18 August 2020 Semiconductors Mark Liu

Many enterprises transitioned their CAPEX in server procurement to OPEX in managed cloud services in 1H20 in the face of economic and other uncertainties from the COVID-19 pandemic, according to TrendForce’s latest investigations. These enterprises have subsequently slowed down their server procurement orders, in turn resulting in enterprise server suppliers, led by Dell and HPE, to revise down their yearly shipment targets starting in 3Q20. TrendForce has thereby also revised the forecasted 0.8% QoQ decline in 3Q20 server shipment down to 4.9%.

Server OEMs are actively adjusting their operating strategies in response to looming trend of enterprise cloud adoption

TrendForce indicates that the shipment performances of the enterprise server OEMs made an expected rebound in 2Q20 after the cyclical downturn of 1Q20. Although third quarters are traditionally peak seasons, the pandemic has induced enterprises to lower their CAPEX this year, with a noticeable lack of growth momentum in the server market, thus resulting in QoQ declines in server shipments across the board in 3Q20. Major server OEMs, including Dell, HPE, Huawei, and Inspur, are expected to each show a near-double digit QoQ decrease in server shipment.

In terms of the individual server OEMs’ strategies this year, Dell’s transfer of high-grossing production lines to Taiwan and aggressive expansion of cloud service clientele (such as financial institutions and small-scale CSPs) are projected to maintain Dell’s competitive advantage as enterprises transition into cloud solutions. Its subsidiary EMC meanwhile remains the best-of-breed solutions provider in the enterprise cloud storage market. But the general trend for enterprises worldwide to lower their CAPEX in response to the pandemic is projected to impact Dell’s shipment performance in 2H20.

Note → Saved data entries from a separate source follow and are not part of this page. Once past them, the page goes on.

use serde::{Deserialize, Serialize};
use serde_json::{Map, Value};

use crate::{PermissionSet, SecretString};

// Request DTOs

#[derive(Debug, Clone, Serialize)]
pub struct Credentials {
    pub email: String,
    pub password: SecretString,
}

impl Credentials {
    pub fn new(email: impl Into<String>, password: impl Into<SecretString>) -> Self {
        Self {
            email: email.into(),
            password: password.into(),
        }
    }
}

#[derive(Debug, Serialize)]
pub struct RefreshRequest<'a> {
    pub token: &'a SecretString,
}

// Response DTOs

#[derive(Debug, Deserialize)]
pub struct TokenResponse {
    pub token: SecretString,
}

/// The signed-in user's profile.
///
/// Only the permission list is interpreted; every other field is kept as-is
/// for views to display.
#[derive(Debug, Clone, Default, PartialEq, Serialize, Deserialize)]
pub struct Profile {
    #[serde(default, skip_serializing_if = "Option::is_none")]
    pub name: Option<String>,
    #[serde(default, skip_serializing_if = "Option::is_none")]
    pub email: Option<String>,
    #[serde(default)]
    pub permissions: PermissionSet,
    #[serde(flatten)]
    pub extra: Map<String, Value>,
}

impl Profile {
    pub fn with_permissions<I, S>(permissions: I) -> Self
    where
        I: IntoIterator<Item = S>,
        S: Into<String>,
    {
        Self {
            permissions: permissions.into_iter().collect(),
            ..Default::default()
        }
    }
}

/// Standard response wrapper of the resource services.
#[derive(Debug, Clone, PartialEq, Serialize, Deserialize)]
pub struct Envelope<T> {
    pub data: T,
    /// Total row count for paginated listings.
    #[serde(default, skip_serializing_if = "Option::is_none")]
    pub count: Option<u64>,
}

#[cfg(test)]
mod tests {
    use super::*;

    #[test]
    fn test_profile_keeps_unknown_fields() {
        let json = r#"{
            "name": "Ana",
            "email": "ana@example.com",
            "company": "ACME",
            "permissions": ["read.risk", "update.execution.audit_program"]
        }"#;
        let profile: Profile = serde_json::from_str(json).unwrap();

        assert_eq!(profile.name.as_deref(), Some("Ana"));
        assert!(profile.permissions.contains("update.execution.audit_program"));
        assert_eq!(profile.extra["company"], "ACME");
    }

    #[test]
    fn test_profile_without_permissions() {
        let profile: Profile = serde_json::from_str("{}").unwrap();
        assert!(profile.permissions.is_empty());
    }

    #[test]
    fn test_envelope_count_optional() {
        let page: Envelope<Vec<u32>> = serde_json::from_str(r#"{"data": [1, 2], "count": 10}"#).unwrap();
        assert_eq!(page.data, vec![1, 2]);
        assert_eq!(page.count, Some(10));

        let single: Envelope<u32> = serde_json::from_str(r#"{"data": 7}"#).unwrap();
        assert_eq!(single.count, None);
    }

    #[test]
    fn test_credentials_serialize_password() {
        let creds = Credentials::new("ana@example.com", "hunter22");
        let value = serde_json::to_value(&creds).unwrap();
        assert_eq!(value["password"], "hunter22");
        assert!(!format!("{creds:?}").contains("hunter22"));
    }
}
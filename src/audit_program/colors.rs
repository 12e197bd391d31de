//! The one status → color table used by every screen.

/// Display color for a status badge.
#[derive(Debug, Clone, Copy, PartialEq, Eq, Hash, Default)]
pub enum StatusColor {
    Green,
    Orange,
    Red,
    Blue,
    Grey,
    /// Used for any status the table does not know.
    #[default]
    Neutral,
}

impl StatusColor {
    pub fn hex(self) -> &'static str {
        match self {
            StatusColor::Green => "#4caf50",
            StatusColor::Orange => "#ff9800",
            StatusColor::Red => "#f44336",
            StatusColor::Blue => "#2196f3",
            StatusColor::Grey => "#9e9e9e",
            StatusColor::Neutral => "#e0e0e0",
        }
    }
}

const STATUS_COLORS: &[(&str, StatusColor)] = &[
    ("Completado", StatusColor::Green),
    ("En progreso", StatusColor::Orange),
    ("En ejecución", StatusColor::Orange),
    ("En planificación", StatusColor::Blue),
    ("En reporte", StatusColor::Blue),
    ("No iniciado", StatusColor::Grey),
    ("Suspendido", StatusColor::Red),
];

/// Looks up the badge color for a program or phase status string.
///
/// Unknown statuses get [`StatusColor::Neutral`]; this never fails.
pub fn status_color(status: &str) -> StatusColor {
    let status = status.trim();
    STATUS_COLORS
        .iter()
        .find(|(name, _)| *name == status)
        .map_or(StatusColor::Neutral, |(_, color)| *color)
}
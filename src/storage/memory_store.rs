//! In-memory session storage.

use std::collections::HashMap;
use std::sync::{Arc, RwLock};

use async_trait::async_trait;

use super::repository::SessionStorage;
use crate::ClientError;

/// Session storage held in a `HashMap` behind a `RwLock`.
///
/// Clones share the same map, which lets a test hand one clone to the monitor
/// and inspect the other.
#[derive(Clone, Default)]
pub struct InMemorySessionStorage {
    entries: Arc<RwLock<HashMap<String, String>>>,
}

impl InMemorySessionStorage {
    pub fn new() -> Self {
        Self::default()
    }

    /// Returns the number of keys currently stored.
    pub fn len(&self) -> usize {
        self.entries.read().map(|guard| guard.len()).unwrap_or(0)
    }

    pub fn is_empty(&self) -> bool {
        self.len() == 0
    }
}

#[async_trait]
impl SessionStorage for InMemorySessionStorage {
    async fn get(&self, key: &str) -> Result<Option<String>, ClientError> {
        let entries = self
            .entries
            .read()
            .map_err(|_| ClientError::Storage("Lock poisoned".to_owned()))?;

        Ok(entries.get(key).cloned())
    }

    async fn set(&self, key: &str, value: &str) -> Result<(), ClientError> {
        self.entries
            .write()
            .map_err(|_| ClientError::Storage("Lock poisoned".to_owned()))?
            .insert(key.to_owned(), value.to_owned());

        Ok(())
    }

    async fn remove(&self, key: &str) -> Result<(), ClientError> {
        self.entries
            .write()
            .map_err(|_| ClientError::Storage("Lock poisoned".to_owned()))?
            .remove(key);

        Ok(())
    }

    async fn clear(&self) -> Result<(), ClientError> {
        self.entries
            .write()
            .map_err(|_| ClientError::Storage("Lock poisoned".to_owned()))?
            .clear();

        Ok(())
    }
}

#[cfg(test)]
mod tests {
    use super::*;
    use crate::storage::{EXPIRED_AT_KEY, TOKEN_KEY};

    #[tokio::test]
    async fn test_set_and_get() {
        let storage = InMemorySessionStorage::new();
        storage.set(TOKEN_KEY, "abc").await.unwrap();

        assert_eq!(storage.get(TOKEN_KEY).await.unwrap().as_deref(), Some("abc"));
        assert!(storage.contains(TOKEN_KEY).await.unwrap());
        assert!(!storage.contains(EXPIRED_AT_KEY).await.unwrap());
    }

    #[tokio::test]
    async fn test_remove_missing_key_is_ok() {
        let storage = InMemorySessionStorage::new();
        assert!(storage.remove("nothing").await.is_ok());
    }

    #[tokio::test]
    async fn test_clones_share_entries() {
        let storage = InMemorySessionStorage::new();
        let other = storage.clone();

        storage.set(EXPIRED_AT_KEY, "1700000000000").await.unwrap();
        assert_eq!(other.len(), 1);

        other.clear().await.unwrap();
        assert!(storage.is_empty());
    }
}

HPE shifted nearly 10% of its server offerings to AMD’s Rome platform in 1H20, but it encountered certain challenges during the early stages of this transition because most of its clients were still on Intel’s platform. HPE therefore performed below expectations in the first two quarters of the year. Furthermore, as the company’s production lines were affected by the pandemic in 1H20, the ensuing labor shortage at assembly plants meant many server barebones could not be assembled into full systems. HPE is therefore likely to register a QoQ decline in server shipment in 3Q20 due to excess inventory of server barebones and lowered volume of orders from existing enterprise clients.

Thanks to increasing orders for data center assembly from North American clients, Lenovo’s performance in 3Q20 appears remarkable, as the company’s production lines were immediately taken up by server assembly orders from Microsoft. Lenovo is the only manufacturer among the top five server OEMs to record a growth in server shipment in 3Q20 against the overall downtrend.

Stagnant penetration rate of Chinese-made servers is linked with the status of new infrastructure development in China

With regards to the Chinese market, the fact that most hyperscale data centers and CSPs based in China opt for servers made by Chinese manufacturers drove up server shipments from Inspur and Huawei. However, under the influence of the economic downturn in 3Q20, infrastructure build-out in China has not taken place on schedule, leading to lower than expected levels of server procurement by enterprise clients compared to forecasts made in early 2020. As such, Inspur and Huawei are likely to face imminent declines in server shipment as well.